Q. I had purchased a house in October, 1976 for Rs 1 lakh. I entered into an agreement in respect of the said property in May, 1985 for sale consideration of Rs 3 lakh. I had received an advance of Rs 20,000 and the possession and the execution of the sale deed was to be carried out within a period of three months from the date of the agreement to sell. The possession of the house property was, however, not handed over as the purchaser did not come forward to pay the balance amount. I had forfeited the amount of Rs 20,000 received as advance. I have now sold the property in September, 2010 for a sum of Rs 21 lakh. Please enlighten me as to how the capital gain is to be computed? What steps should I take to save the tax leviable on such capital gain?

— Sheetal

A. The amount of Rs 20,000 forfeited by you would be reduced from the amount of Rs 1 lakh being cost of the house property.

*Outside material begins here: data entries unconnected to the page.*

//! Ready-made modules used by the `tirc` driver and the tests

use crate::builder::IrBuilder;
use crate::module::{Linkage, Module};
use crate::ops::CmpOp;
use crate::values::{ArgRef, FuncId};
use tir_common::{IrError, IrResult};

/// A named module constructor
pub struct Sample {
    pub name: &'static str,
    pub description: &'static str,
    pub build: fn() -> IrResult<Module>,
}

pub const SAMPLES: &[Sample] = &[
    Sample {
        name: "query",
        description: "process_row(age): age + 10 when age > 30, else 0",
        build: query_module,
    },
    Sample {
        name: "counter",
        description: "string constant, mutable counter, puts declaration and main",
        build: counter_module,
    },
    Sample {
        name: "add",
        description: "add(a, b) returning a + b",
        build: add_module,
    },
];

pub fn find_sample(name: &str) -> Option<&'static Sample> {
    SAMPLES.iter().find(|sample| sample.name == name)
}

/// `i32 process_row(i32 age)` with a conditional on `age > 30`
pub fn query_module() -> IrResult<Module> {
    let mut module = Module::new("query_module");
    let i32_ty = module.get_integer_type(32);
    let fn_ty = module.get_function_type(i32_ty, vec![i32_ty], false)?;
    let func = module.create_function(fn_ty, "process_row", Linkage::External)?;
    let entry = module.create_block(func, "entry")?;
    let then_bb = module.create_block(func, "then")?;
    let else_bb = module.create_block(func, "else")?;

    let age = argument(&module, func, 0)?;
    module.set_arg_name(age, "age")?;

    let mut builder = IrBuilder::new(&mut module);
    builder.set_insert_point(entry)?;
    let thirty = builder.const_i32(30)?;
    let cmp = builder.compare_signed(CmpOp::Gt, age.into(), thirty, "")?;
    builder.branch_conditional(cmp, then_bb, else_bb)?;

    builder.set_insert_point(then_bb)?;
    let ten = builder.const_i32(10)?;
    let result = builder.add_int(age.into(), ten, "result")?;
    builder.return_value(result)?;

    builder.set_insert_point(else_bb)?;
    let zero = builder.const_i32(0)?;
    builder.return_value(zero)?;

    Ok(module)
}

/// Globals, an external declaration and a `main` computing `(5 << 3) + 2`
pub fn counter_module() -> IrResult<Module> {
    let mut module = Module::new("counter");
    let i32_ty = module.get_integer_type(32);
    let ptr_ty = module.get_pointer_type();

    let mut builder = IrBuilder::new(&mut module);
    let greeting = builder.global_string("greeting", "Welcome to llvm")?;
    let zero = builder.const_i32(0)?;
    let counter = builder
        .module_mut()
        .add_global_variable("counter", i32_ty, zero, Linkage::External)?;

    let ir = builder.module_mut();
    let puts_ty = ir.get_function_type(i32_ty, vec![ptr_ty], false)?;
    let puts = ir.get_or_insert_function("puts", puts_ty)?;
    let main_ty = ir.get_function_type(i32_ty, Vec::new(), false)?;
    let main = ir.create_function(main_ty, "main", Linkage::External)?;
    let entry = ir.create_block(main, "entry")?;

    builder.set_insert_point(entry)?;
    let temp = builder.alloca_local(i32_ty, "temp")?;
    let five = builder.const_i32(5)?;
    builder.store(five, temp)?;
    let loaded = builder.load(i32_ty, temp, "")?;
    let three = builder.const_i32(3)?;
    let shifted = builder.shl(loaded, three, "")?;
    let two = builder.const_i32(2)?;
    let final_result = builder.add_int(shifted, two, "final_result")?;
    builder.store(final_result, counter.into())?;
    builder.call(puts, &[greeting], "")?;
    builder.return_value(final_result)?;

    Ok(module)
}

/// `i32 add(i32 a, i32 b)` returning `a + b` as `%sum`
pub fn add_module() -> IrResult<Module> {
    let mut module = Module::new("my_module");
    let i32_ty = module.get_integer_type(32);
    let fn_ty = module.get_function_type(i32_ty, vec![i32_ty, i32_ty], false)?;
    let func = module.create_function(fn_ty, "add", Linkage::External)?;

    let a = argument(&module, func, 0)?;
    let b = argument(&module, func, 1)?;
    module.set_arg_name(a, "a")?;
    module.set_arg_name(b, "b")?;
    let entry = module.create_block(func, "entry")?;

    let mut builder = IrBuilder::new(&mut module);
    builder.set_insert_point(entry)?;
    let sum = builder.add_int(a.into(), b.into(), "sum")?;
    builder.return_value(sum)?;

    Ok(module)
}

fn argument(module: &Module, func: FuncId, index: usize) -> IrResult<ArgRef> {
    module
        .function(func)
        .and_then(|f| f.arg(index))
        .ok_or_else(|| IrError::invalid_handle("argument", (func, index)))
}
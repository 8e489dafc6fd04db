//! Typed IR Driver
//!
//! Builds the bundled sample modules, verifies them and emits either the
//! textual IR or its JSON encoding. JSON modules can be loaded back and
//! re-verified.

use anyhow::{bail, Context, Result};
use clap::{Parser, Subcommand, ValueEnum};
use log::{debug, info};
use std::fs;
use std::path::{Path, PathBuf};
use tir_common::Diagnostic;
use tir_ir::samples::{find_sample, SAMPLES};
use tir_ir::{print_module, Module, VerifierConfig};

#[derive(Parser)]
#[command(name = "tirc")]
#[command(about = "Typed IR construction and verification toolkit")]
#[command(version = "0.1.0")]
struct Cli {
    /// Enable debug logging
    #[arg(short, long, global = true)]
    verbose: bool,

    #[command(subcommand)]
    command: Commands,
}

#[derive(Clone, Copy, Debug, ValueEnum)]
enum Emit {
    Text,
    Json,
}

#[derive(Subcommand)]
enum Commands {
    /// List the built-in sample modules
    List,

    /// Build a sample module and print it
    Build {
        /// Sample name (see `tirc list`)
        sample: String,

        /// Output format
        #[arg(long, value_enum, default_value = "text")]
        emit: Emit,

        /// Write the output to a file instead of stdout
        #[arg(short, long)]
        output: Option<PathBuf>,

        /// Skip verification before emitting
        #[arg(long)]
        no_verify: bool,

        /// Stop after this many diagnostics (0 = unlimited)
        #[arg(long, default_value_t = 0)]
        max_diagnostics: usize,
    },

    /// Load a module from JSON and verify it
    Verify {
        /// JSON file produced by `tirc build --emit json`
        input: PathBuf,

        /// Stop after this many diagnostics (0 = unlimited)
        #[arg(long, default_value_t = 0)]
        max_diagnostics: usize,

        /// Do not warn about unreachable blocks
        #[arg(long)]
        no_unreachable: bool,

        /// Verify only this function
        #[arg(long)]
        function: Option<String>,
    },
}

fn main() -> Result<()> {
    let cli = Cli::parse();

    if cli.verbose {
        env_logger::Builder::from_env(env_logger::Env::default().default_filter_or("debug")).init();
    } else {
        env_logger::init();
    }

    match cli.command {
        Commands::List => {
            for sample in SAMPLES {
                println!("{:<10} {}", sample.name, sample.description);
            }
            Ok(())
        }
        Commands::Build {
            sample,
            emit,
            output,
            no_verify,
            max_diagnostics,
        } => build_command(&sample, emit, output.as_deref(), no_verify, max_diagnostics),
        Commands::Verify {
            input,
            max_diagnostics,
            no_unreachable,
            function,
        } => verify_command(
            &input,
            function.as_deref(),
            &VerifierConfig {
                max_diagnostics,
                report_unreachable: !no_unreachable,
            },
        ),
    }
}

fn build_command(
    name: &str,
    emit: Emit,
    output_path: Option<&Path>,
    no_verify: bool,
    max_diagnostics: usize,
) -> Result<()> {
    let Some(sample) = find_sample(name) else {
        let known: Vec<_> = SAMPLES.iter().map(|s| s.name).collect();
        bail!("unknown sample '{}' (available: {})", name, known.join(", "));
    };
    let module = (sample.build)().with_context(|| format!("failed to build sample '{name}'"))?;
    debug!("built sample '{}' with {} functions", name, module.functions().len());

    if !no_verify {
        let config = VerifierConfig {
            max_diagnostics,
            ..VerifierConfig::default()
        };
        let report = module.verify_with(&config).map_err(|err| {
            print_diagnostics(err.diagnostics());
            err
        })?;
        print_diagnostics(report.diagnostics());
    }

    let text = match emit {
        Emit::Text => print_module(&module),
        Emit::Json => module.to_json()?,
    };

    match output_path {
        Some(path) => {
            fs::write(path, &text).with_context(|| format!("failed to write {}", path.display()))?;
            info!("wrote {}", path.display());
        }
        None => print!("{text}"),
    }
    Ok(())
}

fn verify_command(input: &Path, function: Option<&str>, config: &VerifierConfig) -> Result<()> {
    let json = fs::read_to_string(input).with_context(|| format!("failed to read {}", input.display()))?;
    let module = Module::from_json(&json).with_context(|| format!("failed to load {}", input.display()))?;

    let (subject, report) = match function {
        Some(name) => {
            let Some(func) = module.function_by_name(name) else {
                bail!("module '{}' has no function '@{}'", module.name(), name);
            };
            (format!("@{name}"), tir_ir::verify_function(&module, func, config))
        }
        None => (module.name().to_string(), tir_ir::verify_module(&module, config)),
    };
    print_diagnostics(report.diagnostics());
    println!("{}: {}", subject, report.summary());

    report.into_result()?;
    Ok(())
}

fn print_diagnostics(diagnostics: &[Diagnostic]) {
    for diagnostic in diagnostics {
        eprintln!("{diagnostic}");
    }
}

The net cost would be Rs 80,000. Assuming that the fair market value of the property as on April 1, 1981 was Rs 80,000, the indexed cost would work out at Rs 5,68,800. The long-term capital gain, thus, would be Rs 15,31,200.

You can save tax liability on such capital gain by utilising the amount of capital gain for purchase or construction of a residential house. The purchase will have to the effected within two years after the date of sale, and the construction within three years after the date of sale. In case you adopt this course of action, then you should deposit the amount of Rs 15,31,200 in a bank under the capital gain scheme before the due date of filing your tax return for assessment year 2011-12. The amount so deposited will have to be utilised for the purchase or construction of a residential house. You also have an option to utilise the capital gain for the purchase of tax saving bonds within a period of six months of the date of sale of the house property. Such bonds have a lock in period of three years.

Interest issues

Q. Some agricultural land had been acquired by the government in 1987. Now the farmer has received interest from 1987-2010. The total accrued interest from 1987 to 2010 was received in 2010 and tax has been deducted thereon.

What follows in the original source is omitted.